RD Congo : Une trentaine d’arrestations après l’opération « ville morte » à Kinshasa

RD Congo :  Une trentaine d’arrestations après l’opération « ville morte » à Kinshasa

Les Nations unies ont dénoncé, mercredi 24 août, à Kinshasa, l’arrestation la veille de 32 personnes en marge de la journée ville morte décrétée par une frange de l’opposition en République démocratique du Congo (RDC).

Ces arrestations ont eu lieu dans la capitale Kinshasa et à Mbuji-Mayi, dans le centre du pays, a précisé à l’AFP José-Maria Aranaz, directeur du Bureau conjoint des Nations unies aux droits de l’Homme en RDC (BCNUDH).

Certaines personnes interpellées ont été accusées d’avoir affiché des « comportements contraires à une manifestation pacifique » mais, il y a eu aussi des cas « d’arrestations arbitraires », a dit M. Aranaz.

Mardi, le « Rassemblement », coalition d’opposition politique congolaise réunie autour de l’opposant historique Étienne Tshisekedi avait appelé à une journée ville morte pour récuser le facilitateur désigné par l’Union africaine (UA) pour le dialogue politique national en RDC, l’ancien Premier ministre togolais Edem Kodjo.

Grève suivie à Kinshasa, ignorée ailleurs

Cette grève générale a été partiellement suivie à Kinshasa et ignoré dans d’autres grandes villes du pays, alors que M. Kodjo lançait les travaux préparatoires du « dialogue national » dans la capitale.

Convoqué fin novembre 2015 par le président congolais Joseph Kabila, ce dialogue est censé conduire à la tenue d’« élections apaisées » en RDC. L’opposition dans son ensemble avait d’abord boudé ce dialogue avant de donner son accord moyennant des préalables, notamment la libération de prisonniers politiques et d’opinion.

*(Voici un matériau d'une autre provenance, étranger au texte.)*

//! Feeds, posting and likes.

use anyhow::Result;
use shortsns_api::{PostId, RankingRange, TimelineTab, UserId};
use shortsns_app::{App, FeedSource, FeedState};

use super::{print_json, print_posts};

pub async fn timeline(app: &App, tab: TimelineTab, pages: u32, json: bool) -> Result<()> {
    let state = load(app, FeedSource::Timeline(tab), pages).await?;
    show(&state, json)
}

pub async fn search(app: &App, query: &str, json: bool) -> Result<()> {
    let query = query.trim();
    if query.is_empty() {
        anyhow::bail!("Search query cannot be empty.");
    }
    let state = load(app, FeedSource::Search(query.to_string()), 1).await?;
    show(&state, json)
}

pub async fn ranking(app: &App, range: RankingRange, json: bool) -> Result<()> {
    let state = load(app, FeedSource::Ranking(range), 1).await?;
    show(&state, json)
}

/// Posts `user_id` has liked.
pub async fn liked(app: &App, user_id: UserId, pages: u32, json: bool) -> Result<()> {
    let state = load(app, FeedSource::LikedPosts(user_id), pages).await?;
    show(&state, json)
}

pub async fn post(app: &App, text: &str, json: bool) -> Result<()> {
    let post = app.compose(text).await?;
    if json {
        return print_json(&post);
    }
    println!("Posted #{}.", post.post_id);
    Ok(())
}

/// Make the viewer's like on `post_id` match `like`.
pub async fn like(app: &App, post_id: PostId, like: bool) -> Result<()> {
    let relation = app.set_like(post_id, like).await?;
    let verb = if relation.is_active() { "liked" } else { "not liked" };
    println!("Post #{} is {} ({} likes).", post_id, verb, relation.count);
    Ok(())
}

/// Load up to `pages` pages, stopping early when the feed runs out.
async fn load(app: &App, source: FeedSource, pages: u32) -> Result<FeedState> {
    let feed = app.feed(source);
    let mut state = app.load_first(&feed).await?;
    for _ in 1..pages {
        if !state.has_more {
            break;
        }
        state = app.load_more(&feed).await?;
    }
    Ok(state)
}

fn show(state: &FeedState, json: bool) -> Result<()> {
    print_posts(&state.items, json)?;
    if !json && state.has_more {
        println!("({} of {} posts shown)", state.items.len(), state.total_count);
    }
    Ok(())
}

Mardi, les représentants d’une partie de l’opposition, un peu plus modérée, ont pris part au lancement des travaux préparatoires du dialogue. Le climat politique est tendu en RDC à mesure qu’approche la fin du mandat de M. Kabila, le 20 décembre.

M. Kabila est au pouvoir depuis 2001, la Constitution lui interdit de se représenter, mais l’opposition soupçonne le chef de l’Etat de manœuvrer pour s’accrocher à son poste, quitte à reporter la présidentielle censée avoir lieu avant la fin de l’année. La décision de la Cour constitutionnelle, en mai, lui a fourni l’argument qui manquait à sa stratégie de « glissement » électoral en lui permettant de se maintenir en poste tant qu’un nouveau président ne serait pas élu.